访问控制列表 (ACL) 用来指定文件系统对象(比如文件和目录)的访问权限。它是由许多访问控制项 (ACE) 组成的列表,每个访问控制项定义一个用户或组及其权限。
关于 ZFS ACL
Sun 通过 Solaris 10 操作系统补丁包引入了 ZFS 文件系统。
ZFS 支持 NFSv4 ACL 模型,并通过现有的 ls 和 chmod 命令的新选项实现了相关命令。可以使用 chmod 和 ls 命令设置和显示 ACL;没有引入新的命令。因此,在 ZFS 中使用 ACL 非常容易。
ZFS ACL 格式
ZFS ACL 采用一种定义良好的格式。这种格式和其中涉及的实体如下:
语法 A
ACL_entry_type:Access_permissions/…/[:Inheritance_flags]:deny or allow
ACL_entry_type 包括 “owner@”、“group@” 或 “everyone@”。
例如:
group@:write_data/append_data/execute:deny
语法 B
ACL_entry_type: ACL_entry_ID:Access_permissions/…/[:Inheritance_flags]:deny or allow
ACL_entry_type 包括 “user” 或 “group”。
ACL_entry_ID 包括 “user_name” 或 “group_name”。
例如:
user:samy:list_Directory/read_data/execute:allow
继承标志
f : FILE_INHERIT
d : DIRECTORY_INHERIT
i : INHERIT_ONLY
n : NO_PROPAGATE_INHERIT
S : SUCCESSFUL_ACCESS_ACE_FLAG
F : FAILED_ACCESS_ACE_FLAG
列出 ZFS 文件和目录的 ACL
可以使用带 -v 和 -V 选项的 ls 命令列出 ACL。使用 -d 选项列出目录的 ACL。

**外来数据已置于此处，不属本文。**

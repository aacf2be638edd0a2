// SPDX-License-Identifier: Apache-2.0 OR MIT
// Copyright (c) 2025-2026 naskel.com

use super::*;
use crate::datamodel::{Comment, CreationInfo, Pick, PickOnset, RealQuantity};
use crate::object::{Class, ObjectRef, ObjectRegistry};

#[test]
fn test_property_chain_reaches_base_class() {
    let meta = Pick::meta_object();
    assert_eq!(meta.rtti().class_name(), "Pick");
    assert_eq!(meta.base().map(|b| b.rtti().class_name()), Some("PublicObject"));

    let public_id = meta.property("publicID").expect("inherited");
    assert_eq!(public_id.type_name(), "string");
    assert!(meta.property("nonsense").is_none());

    let names: Vec<_> = meta.properties().iter().map(|p| p.name()).collect();
    assert_eq!(names.first(), Some(&"publicID"));
    assert_eq!(names.last(), Some(&"comment"));
    assert_eq!(meta.property_count(), names.len());
    assert_eq!(meta.property_at(0).map(MetaProperty::name), Some("publicID"));
    assert_eq!(meta.property_at(1).map(MetaProperty::name), Some("time"));
    assert!(meta.property_at(names.len()).is_none());
}

#[test]
fn test_flags_follow_declared_types() {
    let meta = Pick::meta_object();

    let time = meta.property("time").expect("time");
    assert!(time.is_class());
    assert!(!time.is_optional());

    let backazimuth = meta.property("backazimuth").expect("backazimuth");
    assert!(backazimuth.is_class());
    assert!(backazimuth.is_optional());

    let onset = meta.property("onset").expect("onset");
    assert!(onset.is_enum());
    assert!(onset.is_optional());
    assert_eq!(onset.type_name(), "PickOnset");
    assert_eq!(onset.enumerator().map(MetaEnum::key_count), Some(3));

    let comment = meta.property("comment").expect("comment");
    assert!(comment.is_array());
    assert_eq!(comment.type_name(), "Comment");

    let id = Comment::meta_object().property("id").expect("id");
    assert!(id.is_index());
}

#[test]
fn test_read_and_write_by_name() {
    let registry = ObjectRegistry::new();
    let pick = Pick::create_with_id(&registry, "Pick/meta").expect("pick");
    let meta = Pick::meta_object();
    let mut guard = pick.write();

    assert_eq!(meta.read(&*guard, "publicID").unwrap(), Value::from("Pick/meta".to_string()));
    assert_eq!(meta.read(&*guard, "phaseHint").unwrap(), Value::None);

    meta.write(&mut *guard, "phaseHint", Value::from("Pg".to_string())).unwrap();
    assert_eq!(guard.phase_hint(), Some("Pg"));

    meta.write(&mut *guard, "backazimuth", Value::from(RealQuantity::new(271.0))).unwrap();
    assert_eq!(guard.backazimuth().map(RealQuantity::value), Some(271.0));

    meta.write(&mut *guard, "creationInfo", Value::from(CreationInfo::new("GFZ", "bob")))
        .unwrap();
    assert!(guard.creation_info().is_some());

    assert_eq!(
        meta.write(&mut *guard, "missing", Value::None),
        Err(MetaError::PropertyNotFound("missing".to_string()))
    );
    assert!(matches!(
        meta.write(&mut *guard, "time", Value::None),
        Err(MetaError::InvalidOperation(_))
    ));
    assert!(matches!(
        meta.write(&mut *guard, "filterID", Value::from(3i32)),
        Err(MetaError::TypeMismatch { .. })
    ));
}

#[test]
fn test_text_forms() {
    let meta = RealQuantity::meta_object();
    let mut quantity = RealQuantity::new(1.5);

    let uncertainty = meta.property("uncertainty").expect("uncertainty");
    assert_eq!(uncertainty.read_string(&quantity).unwrap(), "");
    uncertainty.write_string(&mut quantity, "0.125").unwrap();
    assert_eq!(quantity.uncertainty(), Some(0.125));
    uncertainty.write_string(&mut quantity, "").unwrap();
    assert_eq!(quantity.uncertainty(), None);
    assert!(uncertainty.write_string(&mut quantity, "wide").is_err());

    let value = meta.property("value").expect("value");
    assert!(value.write_string(&mut quantity, "").is_err());
    assert_eq!(quantity.value(), 1.5);
}

#[test]
fn test_enumeration_text_by_key_name() {
    let registry = ObjectRegistry::new();
    let pick = Pick::create_with_id(&registry, "Pick/onset").expect("pick");
    let onset = Pick::meta_object().property("onset").expect("onset");
    let mut guard = pick.write();

    onset.write_string(&mut *guard, "impulsive").unwrap();
    assert_eq!(guard.onset(), Some(PickOnset::Impulsive));
    assert_eq!(onset.read_string(&*guard).unwrap(), "impulsive");
    assert_eq!(onset.read(&*guard).unwrap(), Value::Enum(1));

    assert!(onset.write_string(&mut *guard, "Impulsive").is_err());
    assert_eq!(guard.onset(), Some(PickOnset::Impulsive));

    onset.write(&mut *guard, Value::Int32(2)).unwrap();
    assert_eq!(guard.onset(), Some(PickOnset::Questionable));
    assert!(onset.write(&mut *guard, Value::Int32(9)).is_err());

    onset.write_string(&mut *guard, "").unwrap();
    assert_eq!(guard.onset(), None);
}

#[test]
fn test_array_operations() {
    let registry = ObjectRegistry::new();
    let pick = Pick::create_with_id(&registry, "Pick/array").expect("pick");
    let comments = Pick::meta_object().property("comment").expect("comment");
    let mut guard = pick.write();

    assert_eq!(comments.array_element_count(&*guard), Some(0));
    let first = Comment::with_id(&registry, "a", "first");
    assert!(comments.array_add_object(&mut *guard, Value::Object(ObjectRef::new(first))));
    let second = Comment::with_id(&registry, "b", "second");
    assert!(comments.array_add_object(&mut *guard, Value::Object(ObjectRef::new(second))));
    assert_eq!(comments.array_element_count(&*guard), Some(2));

    let duplicate = Comment::with_id(&registry, "a", "again");
    assert!(!comments.array_add_object(&mut *guard, Value::Object(ObjectRef::new(duplicate))));
    assert!(!comments.array_add_object(&mut *guard, Value::from(1.0f64)));

    let element = comments.array_object(&*guard, 1).expect("element");
    let element = element.as_object().and_then(ObjectRef::downcast::<Comment>).expect("comment");
    assert_eq!(element.read().text(), "second");
    assert!(comments.array_object(&*guard, 2).is_none());

    assert!(comments.array_remove_object(&mut *guard, 0));
    assert_eq!(comments.array_element_count(&*guard), Some(1));
    assert!(!comments.array_remove_object(&mut *guard, 5));

    let scalar = Pick::meta_object().property("filterID").expect("filterID");
    assert_eq!(scalar.array_element_count(&*guard), None);
    assert!(comments.read(&*guard).is_err());
}

#[test]
fn test_wrong_receiver_is_a_type_mismatch() {
    let quantity = RealQuantity::new(2.0);
    let onset = Pick::meta_object().property("onset").expect("onset");
    assert!(matches!(onset.read(&quantity), Err(MetaError::TypeMismatch { .. })));
}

操作命令列出文件的 ACL 项ls –[v | V]
列出文件的 ACL 的示例
ls -v file.1
-rw-r--r-- 1 root root 2703 Nov 4 12:37 file.1
0:owner@:execute:deny
1:owner@:read_data/write_data/append_data/write_xattr/write_attributes/
write_acl/write_owner:allow
2:group@:write_data/append_data/execute:deny
3:group@:read_data:allow
4:everyone@:write_data/append_data/write_xattr/execute/write_attributes/
write_acl/write_owner:deny
5:everyone@:read_data/read_xattr/read_attributes/read_acl/synchronize:allow
列出目录的 ACL 的示例
# ls -dv dir.1
drwxr-xr-x 2 root root 2 Nov 1 14:51 dir.1
0:owner@::deny
1:owner@:list_directory/read_data/add_file/write_data/add_subdirectory/
append_data/write_xattr/execute/write_attributes/write_acl/write_owner:allow
2:group@:add_file/write_data/add_subdirectory/append_data:deny
3:group@:list_directory/read_data/execute:allow
4:everyone@:add_file/write_data/add_subdirectory/append_data/write_xattr /
write_attributes/write_acl/write_owner:deny
5:everyone@:list_directory/read_data/read_xattr/execute/read_attributes /
read_acl/synchronize:allow
以紧凑格式列出 ACL 的示例
# ls -Vd dir.1
drwxr-xr-x 2 root root 2 Sep 1 05:46 d
owner@:--------------:------:deny
owner@:rwxp---A-W-Co-:------:allow
group@:-w-p----------:------:deny
group@:r-x-----------:------:allow
everyone@:-w-p---A-W-Co-:------:deny
everyone@:r-xp--a-R-c--s:------:allow
在上面的示例中,以紧凑格式显示 ACL,也就是使用掩码显示访问权限和继承标志。每行显示一个 ACL 项,所以很容易理解。
修改 ZFS 文件和目录的 ACL
可以使用 chmod 命令设置或修改 ACL。chmod 命令使用 ACL 声明,其中包含前面给出的 ACL 格式(语法 A 或 B)。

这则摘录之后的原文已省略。